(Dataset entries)
________

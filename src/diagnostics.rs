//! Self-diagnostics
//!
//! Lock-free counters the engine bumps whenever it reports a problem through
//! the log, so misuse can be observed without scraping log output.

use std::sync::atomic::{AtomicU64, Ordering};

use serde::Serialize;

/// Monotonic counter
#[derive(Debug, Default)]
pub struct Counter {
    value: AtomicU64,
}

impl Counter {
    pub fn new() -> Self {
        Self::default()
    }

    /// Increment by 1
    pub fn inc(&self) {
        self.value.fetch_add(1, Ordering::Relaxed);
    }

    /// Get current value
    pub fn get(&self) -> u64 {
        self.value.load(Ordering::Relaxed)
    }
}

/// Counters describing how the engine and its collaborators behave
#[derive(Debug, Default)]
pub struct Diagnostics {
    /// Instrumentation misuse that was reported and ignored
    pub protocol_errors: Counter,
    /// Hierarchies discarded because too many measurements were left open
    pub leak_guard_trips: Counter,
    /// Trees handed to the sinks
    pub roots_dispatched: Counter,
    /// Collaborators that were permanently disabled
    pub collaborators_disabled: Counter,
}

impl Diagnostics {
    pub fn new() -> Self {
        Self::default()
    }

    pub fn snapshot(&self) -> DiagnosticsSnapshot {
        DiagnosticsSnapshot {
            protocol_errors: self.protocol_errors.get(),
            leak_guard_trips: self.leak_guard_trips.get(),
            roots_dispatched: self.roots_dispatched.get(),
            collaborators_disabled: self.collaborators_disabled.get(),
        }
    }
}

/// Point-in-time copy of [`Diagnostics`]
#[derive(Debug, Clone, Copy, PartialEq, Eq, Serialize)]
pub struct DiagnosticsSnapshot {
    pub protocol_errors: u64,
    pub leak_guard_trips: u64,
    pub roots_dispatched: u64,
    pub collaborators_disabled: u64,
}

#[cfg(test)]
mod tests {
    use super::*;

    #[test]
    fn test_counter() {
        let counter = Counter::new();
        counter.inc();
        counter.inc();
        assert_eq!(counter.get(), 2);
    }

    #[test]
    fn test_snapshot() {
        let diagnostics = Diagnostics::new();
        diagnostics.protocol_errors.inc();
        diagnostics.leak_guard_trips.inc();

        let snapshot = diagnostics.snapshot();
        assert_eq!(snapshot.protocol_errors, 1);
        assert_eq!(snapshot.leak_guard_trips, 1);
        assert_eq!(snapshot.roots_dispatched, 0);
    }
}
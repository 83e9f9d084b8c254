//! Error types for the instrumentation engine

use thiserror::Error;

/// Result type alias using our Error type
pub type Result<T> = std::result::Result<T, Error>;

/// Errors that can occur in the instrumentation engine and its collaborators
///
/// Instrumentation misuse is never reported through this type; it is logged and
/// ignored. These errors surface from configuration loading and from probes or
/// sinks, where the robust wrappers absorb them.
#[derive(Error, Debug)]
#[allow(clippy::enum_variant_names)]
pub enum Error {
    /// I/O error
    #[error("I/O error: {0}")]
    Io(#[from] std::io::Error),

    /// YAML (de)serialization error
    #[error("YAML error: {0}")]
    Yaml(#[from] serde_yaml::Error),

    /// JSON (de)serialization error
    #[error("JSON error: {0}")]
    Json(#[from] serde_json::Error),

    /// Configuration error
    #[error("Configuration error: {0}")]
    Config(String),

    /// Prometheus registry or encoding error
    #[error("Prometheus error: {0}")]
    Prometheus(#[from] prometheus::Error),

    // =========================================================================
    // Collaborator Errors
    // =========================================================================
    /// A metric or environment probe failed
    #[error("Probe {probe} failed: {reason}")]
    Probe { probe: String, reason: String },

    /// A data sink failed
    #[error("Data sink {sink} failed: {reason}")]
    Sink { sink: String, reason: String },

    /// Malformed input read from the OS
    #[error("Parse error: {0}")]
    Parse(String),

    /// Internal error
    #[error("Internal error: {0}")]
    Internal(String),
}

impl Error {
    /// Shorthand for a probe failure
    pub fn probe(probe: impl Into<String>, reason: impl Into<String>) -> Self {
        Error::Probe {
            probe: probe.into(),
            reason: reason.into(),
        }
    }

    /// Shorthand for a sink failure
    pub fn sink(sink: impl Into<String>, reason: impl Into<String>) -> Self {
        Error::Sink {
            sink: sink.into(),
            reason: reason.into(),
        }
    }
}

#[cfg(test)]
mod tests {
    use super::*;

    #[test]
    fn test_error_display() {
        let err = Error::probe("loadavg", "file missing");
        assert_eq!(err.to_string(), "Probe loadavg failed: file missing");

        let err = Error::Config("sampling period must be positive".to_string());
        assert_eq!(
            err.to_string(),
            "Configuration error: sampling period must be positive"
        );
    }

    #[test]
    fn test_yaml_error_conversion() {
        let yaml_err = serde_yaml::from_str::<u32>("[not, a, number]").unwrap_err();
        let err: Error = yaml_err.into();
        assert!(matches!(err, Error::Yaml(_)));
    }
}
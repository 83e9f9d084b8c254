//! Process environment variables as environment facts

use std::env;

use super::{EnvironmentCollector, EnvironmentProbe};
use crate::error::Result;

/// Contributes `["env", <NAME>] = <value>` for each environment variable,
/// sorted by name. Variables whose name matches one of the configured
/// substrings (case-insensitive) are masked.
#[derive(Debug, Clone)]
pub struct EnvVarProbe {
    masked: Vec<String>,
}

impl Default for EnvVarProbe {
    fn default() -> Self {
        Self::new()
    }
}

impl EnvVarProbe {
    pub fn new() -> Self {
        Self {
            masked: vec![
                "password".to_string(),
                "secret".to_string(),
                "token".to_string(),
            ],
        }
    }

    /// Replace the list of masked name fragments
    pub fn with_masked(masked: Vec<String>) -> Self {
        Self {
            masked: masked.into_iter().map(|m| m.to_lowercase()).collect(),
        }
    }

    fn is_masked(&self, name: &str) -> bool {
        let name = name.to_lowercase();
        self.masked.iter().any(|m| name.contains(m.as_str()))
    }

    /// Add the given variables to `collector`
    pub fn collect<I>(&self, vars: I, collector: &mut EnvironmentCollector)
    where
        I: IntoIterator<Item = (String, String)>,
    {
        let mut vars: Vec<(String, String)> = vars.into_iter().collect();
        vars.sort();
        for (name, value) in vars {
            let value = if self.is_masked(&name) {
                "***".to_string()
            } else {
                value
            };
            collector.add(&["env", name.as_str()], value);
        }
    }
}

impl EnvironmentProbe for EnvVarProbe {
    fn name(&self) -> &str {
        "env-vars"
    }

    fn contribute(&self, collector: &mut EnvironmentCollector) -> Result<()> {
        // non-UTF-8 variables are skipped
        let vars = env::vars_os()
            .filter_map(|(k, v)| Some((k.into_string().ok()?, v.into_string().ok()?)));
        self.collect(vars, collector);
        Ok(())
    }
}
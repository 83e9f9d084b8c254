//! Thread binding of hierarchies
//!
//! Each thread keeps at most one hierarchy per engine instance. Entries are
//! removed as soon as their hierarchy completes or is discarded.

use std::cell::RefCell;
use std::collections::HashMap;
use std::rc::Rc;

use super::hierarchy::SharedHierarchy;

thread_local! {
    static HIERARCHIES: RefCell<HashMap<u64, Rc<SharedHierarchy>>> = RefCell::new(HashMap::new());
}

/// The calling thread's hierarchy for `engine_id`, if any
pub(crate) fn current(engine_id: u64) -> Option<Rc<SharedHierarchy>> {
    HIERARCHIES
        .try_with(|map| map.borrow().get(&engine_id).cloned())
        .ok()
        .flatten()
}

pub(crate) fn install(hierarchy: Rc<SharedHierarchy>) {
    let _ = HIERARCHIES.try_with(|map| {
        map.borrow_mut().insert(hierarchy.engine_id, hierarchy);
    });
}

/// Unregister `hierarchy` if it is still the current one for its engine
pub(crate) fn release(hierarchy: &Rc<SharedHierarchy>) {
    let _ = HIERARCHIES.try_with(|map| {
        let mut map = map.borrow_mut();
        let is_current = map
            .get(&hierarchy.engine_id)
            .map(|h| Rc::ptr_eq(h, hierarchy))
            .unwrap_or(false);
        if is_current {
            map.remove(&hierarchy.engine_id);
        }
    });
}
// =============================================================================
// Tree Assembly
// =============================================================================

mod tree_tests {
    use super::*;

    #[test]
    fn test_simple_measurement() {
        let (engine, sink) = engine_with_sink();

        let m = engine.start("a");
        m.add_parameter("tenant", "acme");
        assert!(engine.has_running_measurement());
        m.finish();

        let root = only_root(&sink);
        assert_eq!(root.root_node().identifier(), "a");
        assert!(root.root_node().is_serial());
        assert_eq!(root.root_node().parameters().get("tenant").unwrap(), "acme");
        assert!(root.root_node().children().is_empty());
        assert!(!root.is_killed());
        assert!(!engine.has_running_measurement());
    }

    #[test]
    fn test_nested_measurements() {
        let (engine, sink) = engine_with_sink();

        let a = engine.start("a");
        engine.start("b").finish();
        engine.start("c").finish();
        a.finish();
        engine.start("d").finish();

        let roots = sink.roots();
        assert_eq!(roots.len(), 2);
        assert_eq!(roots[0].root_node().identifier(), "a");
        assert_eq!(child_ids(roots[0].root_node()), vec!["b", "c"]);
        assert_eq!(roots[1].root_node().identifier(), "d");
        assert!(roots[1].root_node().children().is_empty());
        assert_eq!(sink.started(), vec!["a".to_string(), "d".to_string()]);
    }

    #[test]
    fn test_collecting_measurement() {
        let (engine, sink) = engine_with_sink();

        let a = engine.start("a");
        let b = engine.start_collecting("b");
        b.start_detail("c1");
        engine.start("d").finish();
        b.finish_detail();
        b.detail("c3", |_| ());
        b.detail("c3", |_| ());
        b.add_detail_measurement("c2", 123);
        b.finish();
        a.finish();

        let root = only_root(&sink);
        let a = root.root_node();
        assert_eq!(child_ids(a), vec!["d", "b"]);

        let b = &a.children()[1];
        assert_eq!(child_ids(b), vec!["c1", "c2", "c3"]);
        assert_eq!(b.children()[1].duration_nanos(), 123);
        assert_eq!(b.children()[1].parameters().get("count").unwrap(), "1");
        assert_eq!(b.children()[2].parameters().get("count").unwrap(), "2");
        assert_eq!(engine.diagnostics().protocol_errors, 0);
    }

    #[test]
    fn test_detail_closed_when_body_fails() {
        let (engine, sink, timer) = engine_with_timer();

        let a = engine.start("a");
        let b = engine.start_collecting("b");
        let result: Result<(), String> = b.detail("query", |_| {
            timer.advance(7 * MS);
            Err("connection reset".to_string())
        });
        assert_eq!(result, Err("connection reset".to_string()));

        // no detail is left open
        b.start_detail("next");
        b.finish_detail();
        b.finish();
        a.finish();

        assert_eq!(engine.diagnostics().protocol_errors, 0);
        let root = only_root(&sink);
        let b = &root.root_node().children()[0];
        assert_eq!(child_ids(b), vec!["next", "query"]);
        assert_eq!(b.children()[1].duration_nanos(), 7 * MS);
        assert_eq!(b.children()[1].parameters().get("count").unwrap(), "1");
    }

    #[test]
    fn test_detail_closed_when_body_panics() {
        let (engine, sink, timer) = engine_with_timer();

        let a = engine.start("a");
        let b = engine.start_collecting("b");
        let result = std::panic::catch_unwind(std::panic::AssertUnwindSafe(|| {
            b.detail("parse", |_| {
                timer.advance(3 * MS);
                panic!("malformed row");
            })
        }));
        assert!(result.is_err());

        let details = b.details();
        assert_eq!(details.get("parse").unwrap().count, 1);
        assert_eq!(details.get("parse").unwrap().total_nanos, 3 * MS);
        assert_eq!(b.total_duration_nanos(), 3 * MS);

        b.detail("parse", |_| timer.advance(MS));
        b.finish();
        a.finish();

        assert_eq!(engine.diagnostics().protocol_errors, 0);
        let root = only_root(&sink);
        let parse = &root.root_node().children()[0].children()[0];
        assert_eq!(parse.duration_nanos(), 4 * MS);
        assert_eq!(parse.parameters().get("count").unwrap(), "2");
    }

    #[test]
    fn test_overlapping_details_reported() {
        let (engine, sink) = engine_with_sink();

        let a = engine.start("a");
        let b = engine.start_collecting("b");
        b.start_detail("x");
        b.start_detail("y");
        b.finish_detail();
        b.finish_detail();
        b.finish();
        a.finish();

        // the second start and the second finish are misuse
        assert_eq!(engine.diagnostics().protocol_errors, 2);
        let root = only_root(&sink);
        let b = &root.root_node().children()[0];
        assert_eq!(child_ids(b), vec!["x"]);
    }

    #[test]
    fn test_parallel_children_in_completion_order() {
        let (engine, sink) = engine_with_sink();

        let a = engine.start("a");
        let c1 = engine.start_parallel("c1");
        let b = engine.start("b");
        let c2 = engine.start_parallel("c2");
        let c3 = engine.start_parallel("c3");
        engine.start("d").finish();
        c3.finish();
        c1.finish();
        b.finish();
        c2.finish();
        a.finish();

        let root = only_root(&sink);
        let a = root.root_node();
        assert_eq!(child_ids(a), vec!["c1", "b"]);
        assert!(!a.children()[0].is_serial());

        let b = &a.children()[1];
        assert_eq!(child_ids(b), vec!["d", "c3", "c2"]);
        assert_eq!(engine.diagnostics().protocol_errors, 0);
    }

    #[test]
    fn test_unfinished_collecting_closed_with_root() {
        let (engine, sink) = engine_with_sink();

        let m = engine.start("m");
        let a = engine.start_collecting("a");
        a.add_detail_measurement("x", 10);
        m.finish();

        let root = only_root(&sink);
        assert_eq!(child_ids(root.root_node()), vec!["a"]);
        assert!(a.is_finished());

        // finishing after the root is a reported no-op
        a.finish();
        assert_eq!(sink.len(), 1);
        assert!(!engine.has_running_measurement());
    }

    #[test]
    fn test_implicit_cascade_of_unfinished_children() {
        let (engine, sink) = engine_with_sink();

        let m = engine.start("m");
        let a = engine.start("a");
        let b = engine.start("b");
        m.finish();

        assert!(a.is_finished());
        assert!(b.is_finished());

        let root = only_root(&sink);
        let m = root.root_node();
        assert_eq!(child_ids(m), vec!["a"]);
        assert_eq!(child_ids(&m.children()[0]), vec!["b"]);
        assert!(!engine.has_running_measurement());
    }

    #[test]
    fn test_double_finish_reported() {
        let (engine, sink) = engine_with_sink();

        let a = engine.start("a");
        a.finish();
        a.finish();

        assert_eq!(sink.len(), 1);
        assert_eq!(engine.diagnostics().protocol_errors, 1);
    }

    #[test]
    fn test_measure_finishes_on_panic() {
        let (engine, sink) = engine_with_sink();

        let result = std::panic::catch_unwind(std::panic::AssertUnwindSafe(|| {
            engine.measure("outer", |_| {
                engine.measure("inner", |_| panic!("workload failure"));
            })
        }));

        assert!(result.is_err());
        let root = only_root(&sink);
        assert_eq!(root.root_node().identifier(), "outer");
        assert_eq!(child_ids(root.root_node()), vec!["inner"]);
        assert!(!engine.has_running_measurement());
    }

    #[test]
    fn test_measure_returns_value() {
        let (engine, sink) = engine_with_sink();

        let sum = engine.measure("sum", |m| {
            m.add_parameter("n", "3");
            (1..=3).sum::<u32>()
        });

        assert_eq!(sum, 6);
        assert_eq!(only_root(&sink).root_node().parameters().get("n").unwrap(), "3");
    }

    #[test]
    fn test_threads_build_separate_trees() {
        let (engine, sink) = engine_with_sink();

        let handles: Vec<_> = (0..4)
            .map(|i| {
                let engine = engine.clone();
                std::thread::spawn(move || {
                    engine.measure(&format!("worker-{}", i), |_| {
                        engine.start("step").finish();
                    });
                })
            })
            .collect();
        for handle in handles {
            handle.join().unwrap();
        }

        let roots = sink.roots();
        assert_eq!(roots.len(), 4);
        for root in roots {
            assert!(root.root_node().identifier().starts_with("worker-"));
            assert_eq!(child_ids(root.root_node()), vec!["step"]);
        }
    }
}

________

YOUR TASK: Return each line from the data where the string "must" can be found.

EXERCISE ANSWER:
        let err = Error::Config("sampling period must be positive".to_string());
            "Configuration error: sampling period must be positive"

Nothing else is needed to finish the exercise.